Work item
A verbatim transcription of every record below is required.

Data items

*** Block opens ***

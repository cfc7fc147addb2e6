//! services/client/src/error.rs
//!
//! Defines the primary error type for the entire client service.

use crate::config::ConfigError;
use docuchat_core::ports::PortError;

/// The primary error type for the `client` service.
#[derive(Debug, thiserror::Error)]
pub enum ClientError {
    /// Represents an error that occurred during configuration loading.
    #[error("Configuration error: {0}")]
    Config(#[from] ConfigError),

    /// Represents an error that propagated up from one of the core service ports.
    #[error("Service Port Error: {0}")]
    Port(#[from] PortError),

    /// Represents an error from the underlying database library.
    #[error("Database Error: {0}")]
    Database(#[from] sqlx::Error),

    /// A required input was empty or malformed; no collaborator call was made.
    #[error("Validation error: {0}")]
    Validation(String),

    /// An embedding request was made while no document is in the ready state.
    #[error("No documents are ready for embedding")]
    NoReadyDocuments,

    /// A catch-all for any other unexpected errors.
    #[error("An unexpected internal error occurred: {0}")]
    Internal(String),
}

*** Block closes ***

Result for this exercise
repository cfc7fc147addb2e6
//! services/client/src/error.rs
//!
//! Defines the primary error type for the entire client service.

use crate::config::ConfigError;
use docuchat_core::ports::PortError;

/// The primary error type for the `client` service.
#[derive(Debug, thiserror::Error)]
pub enum ClientError {
    /// Represents an error that occurred during configuration loading.
    #[error("Configuration error: {0}")]
    Config(#[from] ConfigError),

    /// Represents an error that propagated up from one of the core service ports.
    #[error("Service Port Error: {0}")]
    Port(#[from] PortError),

    /// Represents an error from the underlying database library.
    #[error("Database Error: {0}")]
    Database(#[from] sqlx::Error),

    /// A required input was empty or malformed; no collaborator call was made.
    #[error("Validation error: {0}")]
    Validation(String),

    /// An embedding request was made while no document is in the ready state.
    #[error("No documents are ready for embedding")]
    NoReadyDocuments,

    /// A catch-all for any other unexpected errors.
    #[error("An unexpected internal error occurred: {0}")]
    Internal(String),
}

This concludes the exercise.